Nulhomotopic map from $S^1 \rightarrow \mathbb{C} - \{0\}$ Hullo, I am aware that the inclusion map $i : S^1 \rightarrow \mathbb{C} - \\{0\\}$ is not nulhomotopic since there is a retraction from $\mathbb{C} - \\{0\\}$ to $S^1$ making the induced homomorphism $i_*$ injective, hence nontrivial. What about the following map between the above two spaces: $e^{2\pi iz} \mapsto e^{4\pi iz}$. Is this map nulhomotopic? Could the same argument work? Couldn't we think of this map as moving at twice the speed, i.e., going around twice in the same time? Thanks. W.

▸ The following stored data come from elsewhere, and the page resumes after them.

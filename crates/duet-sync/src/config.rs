//! Client configuration loaded from environment variables.
//!
//! All settings have sensible defaults so the client can start with zero
//! configuration for local development.

use std::path::PathBuf;
use std::time::Duration;

use duet_shared::constants::{DEFAULT_PAGE_SIZE, PRESENCE_HEARTBEAT, TYPING_WINDOW};

/// Sync engine configuration.
#[derive(Debug, Clone, PartialEq)]
pub struct SyncConfig {
    /// Messages per live page and per backfill page.
    /// Env: `DUET_PAGE_SIZE`
    /// Default: `25`
    pub page_size: usize,

    /// Typing debounce window.
    /// Env: `DUET_TYPING_WINDOW_SECS`
    /// Default: `3`
    pub typing_window: Duration,

    /// Presence heartbeat interval.
    /// Env: `DUET_HEARTBEAT_SECS`
    /// Default: `120`
    pub heartbeat: Duration,

    /// Remote moderation endpoint. Unset means the built-in phrase list.
    /// Env: `DUET_MODERATION_URL`
    pub moderation_url: Option<String>,

    /// Whether edits pass through the moderation gate like new messages.
    /// Env: `DUET_MODERATE_EDITS` (true/false)
    /// Default: `true`
    pub moderate_edits: bool,

    /// SQLite database file. Unset means the platform data directory.
    /// Env: `DUET_DB_PATH`
    pub db_path: Option<PathBuf>,

    /// Directory for uploaded avatars.
    /// Env: `DUET_BLOB_PATH`
    /// Default: `./blobs`
    pub blob_path: PathBuf,

    /// Public base URL for uploaded blobs. Unset means a `file://` URL.
    /// Env: `DUET_BLOB_BASE_URL`
    pub blob_base_url: Option<String>,
}

impl Default for SyncConfig {
    fn default() -> Self {
        Self {
            page_size: DEFAULT_PAGE_SIZE,
            typing_window: TYPING_WINDOW,
            heartbeat: PRESENCE_HEARTBEAT,
            moderation_url: None,
            moderate_edits: true,
            db_path: None,
            blob_path: PathBuf::from("./blobs"),
            blob_base_url: None,
        }
    }
}

impl SyncConfig {
    /// Load configuration from environment variables, falling back to defaults.
    pub fn from_env() -> Self {
        Self::from_vars(|key| std::env::var(key).ok())
    }

    /// Same as [`SyncConfig::from_env`] with an explicit variable source.
    pub fn from_vars(var: impl Fn(&str) -> Option<String>) -> Self {
        let mut config = Self::default();

        if let Some(val) = var("DUET_PAGE_SIZE") {
            match val.parse::<usize>() {
                Ok(n) if n > 0 => config.page_size = n,
                _ => tracing::warn!(value = %val, "Invalid DUET_PAGE_SIZE, using default"),
            }
        }

        if let Some(val) = var("DUET_TYPING_WINDOW_SECS") {
            match parse_secs(&val) {
                Some(window) => config.typing_window = window,
                None => tracing::warn!(value = %val, "Invalid DUET_TYPING_WINDOW_SECS, using default"),
            }
        }

        if let Some(val) = var("DUET_HEARTBEAT_SECS") {
            match parse_secs(&val) {
                Some(interval) => config.heartbeat = interval,
                None => tracing::warn!(value = %val, "Invalid DUET_HEARTBEAT_SECS, using default"),
            }
        }

        if let Some(url) = var("DUET_MODERATION_URL") {
            if !url.is_empty() {
                config.moderation_url = Some(url);
            }
        }

        if let Some(val) = var("DUET_MODERATE_EDITS") {
            config.moderate_edits = val != "false" && val != "0";
        }

        if let Some(path) = var("DUET_DB_PATH") {
            if !path.is_empty() {
                config.db_path = Some(PathBuf::from(path));
            }
        }

        if let Some(path) = var("DUET_BLOB_PATH") {
            config.blob_path = PathBuf::from(path);
        }

        if let Some(url) = var("DUET_BLOB_BASE_URL") {
            if !url.is_empty() {
                config.blob_base_url = Some(url);
            }
        }

        // RUST_LOG is handled directly by tracing-subscriber's EnvFilter.

        config
    }
}

fn parse_secs(val: &str) -> Option<Duration> {
    match val.trim().parse::<u64>() {
        Ok(secs) if secs > 0 => Some(Duration::from_secs(secs)),
        _ => None,
    }
}

#[cfg(test)]
mod tests {
    use super::*;
    use std::collections::HashMap;

    fn vars(pairs: &[(&str, &str)]) -> impl Fn(&str) -> Option<String> {
        let map: HashMap<String, String> = pairs
            .iter()
            .map(|(k, v)| (k.to_string(), v.to_string()))
            .collect();
        move |key| map.get(key).cloned()
    }

    #[test]
    fn test_default_config() {
        let config = SyncConfig::default();
        assert_eq!(config.page_size, 25);
        assert_eq!(config.typing_window, Duration::from_secs(3));
        assert_eq!(config.heartbeat, Duration::from_secs(120));
        assert!(config.moderate_edits);
        assert!(config.moderation_url.is_none());
    }

    #[test]
    fn test_overrides() {
        let config = SyncConfig::from_vars(vars(&[
            ("DUET_PAGE_SIZE", "10"),
            ("DUET_TYPING_WINDOW_SECS", "5"),
            ("DUET_MODERATE_EDITS", "false"),
            ("DUET_MODERATION_URL", "http://localhost:9000/moderate"),
            ("DUET_DB_PATH", "/tmp/duet.db"),
        ]));
        assert_eq!(config.page_size, 10);
        assert_eq!(config.typing_window, Duration::from_secs(5));
        assert!(!config.moderate_edits);
        assert_eq!(config.moderation_url.as_deref(), Some("http://localhost:9000/moderate"));
        assert_eq!(config.db_path, Some(PathBuf::from("/tmp/duet.db")));
    }

    #[test]
    fn test_invalid_values_keep_defaults() {
        let config = SyncConfig::from_vars(vars(&[
            ("DUET_PAGE_SIZE", "0"),
            ("DUET_HEARTBEAT_SECS", "soon"),
        ]));
        assert_eq!(config.page_size, 25);
        assert_eq!(config.heartbeat, Duration::from_secs(120));
    }
}
//! Documents and partial updates.
//!
//! A document is a JSON object addressed by `(collection, id)`. Writes are
//! expressed as a [`Patch`]: an ordered list of operations on dot-separated
//! field paths. Two writers touching different paths of the same document
//! never clobber each other; two writers touching the same path resolve by
//! last-writer-wins.

use serde::de::DeserializeOwned;
use serde_json::{Map, Value};

use crate::error::{Result, StoreError};

/// Address of one document.
#[derive(Debug, Clone, PartialEq, Eq, Hash)]
pub struct DocRef {
    pub collection: String,
    pub id: String,
}

impl DocRef {
    pub fn new(collection: impl Into<String>, id: impl Into<String>) -> Self {
        Self {
            collection: collection.into(),
            id: id.into(),
        }
    }

    pub fn path(&self) -> String {
        format!("{}/{}", self.collection, self.id)
    }
}

impl std::fmt::Display for DocRef {
    fn fmt(&self, f: &mut std::fmt::Formatter<'_>) -> std::fmt::Result {
        write!(f, "{}/{}", self.collection, self.id)
    }
}

/// A document as read from the store.
#[derive(Debug, Clone, PartialEq)]
pub struct Document {
    pub id: String,
    pub data: Value,
}

impl Document {
    pub fn new(id: impl Into<String>, data: Value) -> Self {
        Self {
            id: id.into(),
            data,
        }
    }

    /// Value at a dot-separated field path.
    pub fn field(&self, path: &str) -> Option<&Value> {
        lookup(&self.data, path)
    }

    pub fn decode<T: DeserializeOwned>(&self) -> Result<T> {
        serde_json::from_value(self.data.clone()).map_err(StoreError::from)
    }
}

/// One operation of a [`Patch`].
#[derive(Debug, Clone, PartialEq)]
pub enum FieldOp {
    /// Replace the value at the path.
    Set(Value),
    /// Remove the key at the path.
    Delete,
    /// Add to the number at the path (missing counts as zero).
    Increment(i64),
    /// Append each element not already present in the array.
    ArrayUnion(Vec<Value>),
    /// Remove every occurrence of each element.
    ArrayRemove(Vec<Value>),
    /// Set to the store's clock, in microseconds since the epoch.
    ServerTimestamp,
}

/// Ordered list of field operations applied to a single document.
#[derive(Debug, Clone, Default, PartialEq)]
pub struct Patch {
    ops: Vec<(String, FieldOp)>,
}

impl Patch {
    pub fn new() -> Self {
        Self::default()
    }

    /// One `Set` per top-level key of `object`.
    pub fn from_object(object: Value) -> Self {
        let mut patch = Self::new();
        if let Value::Object(map) = object {
            for (key, value) in map {
                patch.ops.push((key, FieldOp::Set(value)));
            }
        }
        patch
    }

    pub fn op(mut self, path: impl Into<String>, op: FieldOp) -> Self {
        self.ops.push((path.into(), op));
        self
    }

    pub fn set(self, path: impl Into<String>, value: impl Into<Value>) -> Self {
        self.op(path, FieldOp::Set(value.into()))
    }

    pub fn delete(self, path: impl Into<String>) -> Self {
        self.op(path, FieldOp::Delete)
    }

    pub fn increment(self, path: impl Into<String>, by: i64) -> Self {
        self.op(path, FieldOp::Increment(by))
    }

    pub fn array_union(self, path: impl Into<String>, values: Vec<Value>) -> Self {
        self.op(path, FieldOp::ArrayUnion(values))
    }

    pub fn array_remove(self, path: impl Into<String>, values: Vec<Value>) -> Self {
        self.op(path, FieldOp::ArrayRemove(values))
    }

    pub fn server_timestamp(self, path: impl Into<String>) -> Self {
        self.op(path, FieldOp::ServerTimestamp)
    }

    pub fn is_empty(&self) -> bool {
        self.ops.is_empty()
    }

    pub fn ops(&self) -> &[(String, FieldOp)] {
        &self.ops
    }

    /// Apply every operation in order. `now_micros` resolves server
    /// timestamps.
    pub fn apply(&self, doc: &mut Value, now_micros: i64) {
        if !doc.is_object() {
            *doc = Value::Object(Map::new());
        }
        for (path, op) in &self.ops {
            apply_op(doc, path, op, now_micros);
        }
    }
}

/// Value at a dot-separated path inside `value`.
pub fn lookup<'a>(value: &'a Value, path: &str) -> Option<&'a Value> {
    let mut current = value;
    for segment in path.split('.') {
        current = current.as_object()?.get(segment)?;
    }
    Some(current)
}

fn apply_op(doc: &mut Value, path: &str, op: &FieldOp, now_micros: i64) {
    let mut segments: Vec<&str> = path.split('.').collect();
    let Some(leaf) = segments.pop() else {
        return;
    };

    if matches!(op, FieldOp::Delete) {
        let mut current = doc;
        for segment in &segments {
            match current.as_object_mut().and_then(|m| m.get_mut(*segment)) {
                Some(next) => current = next,
                None => return,
            }
        }
        if let Some(map) = current.as_object_mut() {
            map.remove(leaf);
        }
        return;
    }

    // Intermediate segments are created (or overwritten) as objects.
    let mut current = doc;
    for segment in &segments {
        let map = ensure_object(current);
        current = map
            .entry(segment.to_string())
            .or_insert_with(|| Value::Object(Map::new()));
    }
    let map = ensure_object(current);

    match op {
        FieldOp::Set(value) => {
            map.insert(leaf.to_string(), value.clone());
        }
        FieldOp::ServerTimestamp => {
            map.insert(leaf.to_string(), Value::from(now_micros));
        }
        FieldOp::Increment(by) => {
            let next = match map.get(leaf) {
                Some(Value::Number(n)) if n.is_i64() => {
                    Value::from(n.as_i64().unwrap_or_default().saturating_add(*by))
                }
                Some(Value::Number(n)) => Value::from(n.as_f64().unwrap_or_default() + *by as f64),
                _ => Value::from(*by),
            };
            map.insert(leaf.to_string(), next);
        }
        FieldOp::ArrayUnion(values) => {
            let entry = map
                .entry(leaf.to_string())
                .or_insert_with(|| Value::Array(Vec::new()));
            if !entry.is_array() {
                *entry = Value::Array(Vec::new());
            }
            if let Value::Array(items) = entry {
                for v in values {
                    if !items.contains(v) {
                        items.push(v.clone());
                    }
                }
            }
        }
        FieldOp::ArrayRemove(values) => {
            match map.get_mut(leaf) {
                Some(Value::Array(items)) => items.retain(|item| !values.contains(item)),
                _ => {
                    map.insert(leaf.to_string(), Value::Array(Vec::new()));
                }
            }
        }
        FieldOp::Delete => {}
    }
}

fn ensure_object(value: &mut Value) -> &mut Map<String, Value> {
    if !value.is_object() {
        *value = Value::Object(Map::new());
    }
    match value {
        Value::Object(map) => map,
        _ => unreachable!("value was just replaced with an object"),
    }
}
//! Domain model structs persisted as documents.
//!
//! Field names are camelCase on the wire. Timestamps are stored as integer
//! microseconds so the store can order by them.

use std::collections::{BTreeMap, BTreeSet};

use chrono::serde::{ts_microseconds, ts_microseconds_option};
use chrono::{DateTime, Utc};
use serde::{Deserialize, Serialize};

use duet_shared::constants::{DELETED_PLACEHOLDER, REACTION_PALETTE};
use duet_shared::{ChatId, MessageId, UserId};

use crate::document::Document;
use crate::error::{Result, StoreError};

// ---------------------------------------------------------------------------
// UserProfile
// ---------------------------------------------------------------------------

/// Per-user profile document (`users/{uid}`).
#[derive(Debug, Clone, Serialize, Deserialize, PartialEq, Eq)]
#[serde(rename_all = "camelCase")]
pub struct UserProfile {
    pub uid: UserId,
    pub display_name: String,
    #[serde(default)]
    pub email: String,
    #[serde(rename = "photoURL", default)]
    pub photo_url: Option<String>,
    #[serde(default)]
    pub is_online: bool,
    #[serde(with = "ts_microseconds_option", default)]
    pub last_seen: Option<DateTime<Utc>>,
    #[serde(default)]
    pub pinned_chats: BTreeSet<ChatId>,
    #[serde(default)]
    pub muted_chats: BTreeSet<ChatId>,
    #[serde(default)]
    pub archived_chats: BTreeSet<ChatId>,
}

impl UserProfile {
    pub fn from_document(doc: &Document) -> Result<Self> {
        doc.decode()
    }

    pub fn preference(&self, preference: Preference) -> &BTreeSet<ChatId> {
        match preference {
            Preference::Pin => &self.pinned_chats,
            Preference::Mute => &self.muted_chats,
            Preference::Archive => &self.archived_chats,
        }
    }

    pub fn preference_mut(&mut self, preference: Preference) -> &mut BTreeSet<ChatId> {
        match preference {
            Preference::Pin => &mut self.pinned_chats,
            Preference::Mute => &mut self.muted_chats,
            Preference::Archive => &mut self.archived_chats,
        }
    }

    pub fn has_preference(&self, preference: Preference, chat: &ChatId) -> bool {
        self.preference(preference).contains(chat)
    }
}

/// One of the per-user chat preference sets.
#[derive(Debug, Clone, Copy, PartialEq, Eq, Hash)]
pub enum Preference {
    Pin,
    Mute,
    Archive,
}

impl Preference {
    /// Profile field holding the set.
    pub fn field(self) -> &'static str {
        match self {
            Preference::Pin => "pinnedChats",
            Preference::Mute => "mutedChats",
            Preference::Archive => "archivedChats",
        }
    }
}

// ---------------------------------------------------------------------------
// Chat
// ---------------------------------------------------------------------------

/// Denormalised per-participant details carried on the chat summary.
#[derive(Debug, Clone, Serialize, Deserialize, PartialEq, Eq)]
#[serde(rename_all = "camelCase")]
pub struct ParticipantDetails {
    pub display_name: String,
    #[serde(rename = "photoURL", default)]
    pub photo_url: Option<String>,
    #[serde(default)]
    pub is_online: bool,
    #[serde(with = "ts_microseconds_option", default)]
    pub last_seen: Option<DateTime<Utc>>,
}

impl From<&UserProfile> for ParticipantDetails {
    fn from(profile: &UserProfile) -> Self {
        Self {
            display_name: profile.display_name.clone(),
            photo_url: profile.photo_url.clone(),
            is_online: profile.is_online,
            last_seen: profile.last_seen,
        }
    }
}

/// Summary of the newest message, mirrored onto the chat document.
#[derive(Debug, Clone, Serialize, Deserialize, PartialEq, Eq)]
#[serde(rename_all = "camelCase")]
pub struct LastMessage {
    pub text: String,
    #[serde(with = "ts_microseconds")]
    pub created_at: DateTime<Utc>,
    #[serde(default)]
    pub sender_id: Option<UserId>,
    #[serde(default)]
    pub read_by: Vec<UserId>,
}

/// Chat summary document (`chats/{a}_{b}`).
#[derive(Debug, Clone, Serialize, Deserialize, PartialEq, Eq)]
#[serde(rename_all = "camelCase")]
pub struct Chat {
    #[serde(skip)]
    pub id: ChatId,
    pub users: Vec<UserId>,
    #[serde(default)]
    pub user_details: BTreeMap<UserId, ParticipantDetails>,
    #[serde(default)]
    pub last_message: Option<LastMessage>,
    #[serde(default)]
    pub unread_counts: BTreeMap<UserId, i64>,
    #[serde(default)]
    pub typing: BTreeMap<UserId, bool>,
    #[serde(with = "ts_microseconds")]
    pub created_at: DateTime<Utc>,
}

impl Chat {
    /// Decode and validate a chat document.
    pub fn from_document(doc: &Document) -> Result<Self> {
        let mut chat: Chat = doc.decode()?;
        chat.id = ChatId(doc.id.clone());
        chat.check_invariants()?;
        Ok(chat)
    }

    pub fn is_member(&self, uid: &UserId) -> bool {
        self.users.contains(uid)
    }

    /// The participant that is not `me`.
    pub fn counterpart(&self, me: &UserId) -> Option<&UserId> {
        self.users.iter().find(|u| *u != me)
    }

    pub fn unread_for(&self, uid: &UserId) -> i64 {
        self.unread_counts.get(uid).copied().unwrap_or(0)
    }

    pub fn is_typing(&self, uid: &UserId) -> bool {
        self.typing.get(uid).copied().unwrap_or(false)
    }

    /// Timestamp used to order the chat list.
    pub fn last_activity(&self) -> DateTime<Utc> {
        self.last_message
            .as_ref()
            .map(|m| m.created_at)
            .unwrap_or(self.created_at)
    }

    /// Display name of a participant as denormalised on this chat.
    pub fn display_name_of(&self, uid: &UserId) -> Option<&str> {
        self.user_details.get(uid).map(|d| d.display_name.as_str())
    }

    pub fn check_invariants(&self) -> Result<()> {
        let corrupt = |reason: String| StoreError::Corrupt {
            path: format!("chats/{}", self.id),
            reason,
        };

        if self.users.len() != 2 || self.users[0] == self.users[1] {
            return Err(corrupt(format!("expected 2 distinct users, got {:?}", self.users)));
        }

        let keys = self
            .unread_counts
            .keys()
            .chain(self.typing.keys())
            .chain(self.user_details.keys());
        for key in keys {
            if !self.is_member(key) {
                return Err(corrupt(format!("{key} is not a participant")));
            }
        }
        Ok(())
    }
}

// ---------------------------------------------------------------------------
// Message
// ---------------------------------------------------------------------------

#[derive(Debug, Clone, Copy, Default, Serialize, Deserialize, PartialEq, Eq)]
#[serde(rename_all = "lowercase")]
pub enum MessageKind {
    #[default]
    User,
    System,
}

/// Frozen snapshot of the message being replied to.
#[derive(Debug, Clone, Serialize, Deserialize, PartialEq, Eq)]
#[serde(rename_all = "camelCase")]
pub struct ReplyTo {
    pub message_id: MessageId,
    pub sender_id: UserId,
    pub text_preview: String,
    pub sender_display_name: String,
}

/// A message document (`chats/{chat}/messages/{id}`).
#[derive(Debug, Clone, Serialize, Deserialize, PartialEq, Eq)]
#[serde(rename_all = "camelCase")]
pub struct Message {
    #[serde(skip)]
    pub id: MessageId,
    pub text: String,
    pub sender_id: UserId,
    #[serde(with = "ts_microseconds")]
    pub created_at: DateTime<Utc>,
    #[serde(rename = "type", default)]
    pub kind: MessageKind,
    #[serde(default)]
    pub reactions: BTreeMap<UserId, String>,
    #[serde(default)]
    pub edited: bool,
    #[serde(default)]
    pub is_deleted: bool,
    #[serde(default, skip_serializing_if = "Option::is_none")]
    pub reply_to: Option<ReplyTo>,
}

impl Message {
    pub fn from_document(doc: &Document) -> Result<Self> {
        let mut message: Message = doc.decode()?;
        message.id = MessageId(doc.id.clone());
        Ok(message)
    }

    pub fn is_system(&self) -> bool {
        self.kind == MessageKind::System || self.sender_id.is_system()
    }

    /// Turn the message into its tombstone.
    pub fn tombstone(&mut self) {
        self.is_deleted = true;
        self.text = DELETED_PLACEHOLDER.to_string();
        self.reactions.clear();
    }

    /// Per-emoji counts: palette emoji first in palette order, then any
    /// other emoji in codepoint order. Emoji with no reactions are omitted.
    pub fn reaction_tally(&self) -> Vec<(String, usize)> {
        let mut counts: BTreeMap<&str, usize> = BTreeMap::new();
        for emoji in self.reactions.values() {
            *counts.entry(emoji.as_str()).or_default() += 1;
        }

        let mut tally = Vec::with_capacity(counts.len());
        for emoji in REACTION_PALETTE {
            if let Some(n) = counts.remove(emoji) {
                tally.push((emoji.to_string(), n));
            }
        }
        tally.extend(counts.into_iter().map(|(e, n)| (e.to_string(), n)));
        tally
    }
}

#[cfg(test)]
mod tests {
    use super::*;
    use serde_json::json;

    fn chat_doc(data: serde_json::Value) -> Document {
        Document::new("u1_u2", data)
    }

    #[test]
    fn test_chat_decodes_and_validates() {
        let doc = chat_doc(json!({
            "users": ["u1", "u2"],
            "unreadCounts": {"u1": 0, "u2": 3},
            "typing": {"u1": true},
            "lastMessage": null,
            "createdAt": 1_000_000,
        }));
        let chat = Chat::from_document(&doc).unwrap();
        assert_eq!(chat.id.as_str(), "u1_u2");
        assert_eq!(chat.unread_for(&"u2".into()), 3);
        assert!(chat.is_typing(&"u1".into()));
        assert_eq!(chat.counterpart(&"u1".into()), Some(&"u2".into()));
        assert_eq!(chat.last_activity().timestamp(), 1);
    }

    #[test]
    fn test_chat_rejects_foreign_keys() {
        let doc = chat_doc(json!({
            "users": ["u1", "u2"],
            "unreadCounts": {"u3": 1},
            "createdAt": 0,
        }));
        assert!(matches!(
            Chat::from_document(&doc),
            Err(StoreError::Corrupt { .. })
        ));

        let lonely = chat_doc(json!({"users": ["u1"], "createdAt": 0}));
        assert!(Chat::from_document(&lonely).is_err());
    }

    #[test]
    fn test_message_wire_names() {
        let doc = Document::new(
            "m1",
            json!({
                "text": "hi",
                "senderId": "system",
                "createdAt": 5,
                "type": "system",
            }),
        );
        let msg = Message::from_document(&doc).unwrap();
        assert!(msg.is_system());
        assert!(!msg.edited);

        let encoded = serde_json::to_value(&msg).unwrap();
        assert_eq!(encoded["type"], json!("system"));
        assert_eq!(encoded["isDeleted"], json!(false));
        assert!(encoded.get("replyTo").is_none());
    }

    #[test]
    fn test_reaction_tally_palette_order() {
        let mut msg = Message::from_document(&Document::new(
            "m1",
            json!({"text": "x", "senderId": "u1", "createdAt": 0}),
        ))
        .unwrap();
        msg.reactions.insert("u1".into(), "🎉".into());
        msg.reactions.insert("u2".into(), "❤️".into());
        msg.reactions.insert("u3".into(), "👍".into());
        msg.reactions.insert("u4".into(), "❤️".into());

        let tally = msg.reaction_tally();
        assert_eq!(
            tally,
            vec![
                ("👍".to_string(), 1),
                ("❤️".to_string(), 2),
                ("🎉".to_string(), 1),
            ]
        );

        msg.tombstone();
        assert!(msg.reaction_tally().is_empty());
        assert_eq!(msg.text, DELETED_PLACEHOLDER);
    }

    #[test]
    fn test_profile_defaults() {
        let doc = Document::new(
            "u1",
            json!({"uid": "u1", "displayName": "Ada", "email": "ada@x.io"}),
        );
        let profile = UserProfile::from_document(&doc).unwrap();
        assert!(profile.pinned_chats.is_empty());
        assert!(profile.last_seen.is_none());
        assert_eq!(Preference::Archive.field(), "archivedChats");
    }
}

No. The squaring map you write, i.e. $z\mapsto z^2$ if you write $S^1\subseteq\Bbb C$, has degree $2$, so cannot be null-homotopic since it is the composition of the inclusion with the squaring map, i.e. your map decomposes as

$$S^1\stackrel{i}{\longrightarrow} \Bbb C\setminus\\{0\\}\stackrel{z\mapsto z^2}\longrightarrow \Bbb C\setminus\\{0\\}$$

This induces the $\times 2$ map on $\Bbb Z$, hence it's not null-homotopic.